What you need to do: When a line in the listing below contains the word "bool", return a copy of that line.

Input material:
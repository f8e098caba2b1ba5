/**
 * TOPICS - Séparation stricte découverte / mises à jour d'état
 *
 * - découverte : homeassistant/#, filtré sur le suffixe /config
 *   (le wildcard # doit être en dernier, impossible de s'abonner à #/config)
 * - état : +/sensor/+/state, hors préfixe de découverte et hors "ignoreme/" ;
 *   comme le wildcard +, un segment vide est accepté ("/sensor/x/state")
 */

pub const DISCOVERY_PREFIX: &str = "homeassistant/";
pub const DISCOVERY_SUFFIX: &str = "/config";
pub const DISCOVERY_SUBSCRIPTION: &str = "homeassistant/#";
pub const STATE_SUBSCRIPTION: &str = "+/sensor/+/state";
/// Nom de device (ou segment de topic) qui désactive un capteur
pub const IGNORE_SENTINEL: &str = "ignoreme";

#[derive(Debug, Clone, Copy, PartialEq, Eq)]
pub enum TopicClass {
    Discovery,
    State,
    Other,
}

pub fn is_discovery_topic(topic: &str) -> bool {
    topic.starts_with(DISCOVERY_PREFIX) && topic.ends_with(DISCOVERY_SUFFIX)
}

pub fn is_state_topic(topic: &str) -> bool {
    if topic.starts_with(DISCOVERY_PREFIX) || topic.contains(&format!("{IGNORE_SENTINEL}/")) {
        return false;
    }
    let segments: Vec<&str> = topic.split('/').collect();
    matches!(segments.as_slice(), [_, "sensor", _, "state"])
}

pub fn classify(topic: &str) -> TopicClass {
    if is_discovery_topic(topic) {
        TopicClass::Discovery
    } else if is_state_topic(topic) {
        TopicClass::State
    } else {
        TopicClass::Other
    }
}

Written response:
pub fn is_discovery_topic(topic: &str) -> bool {
pub fn is_state_topic(topic: &str) -> bool {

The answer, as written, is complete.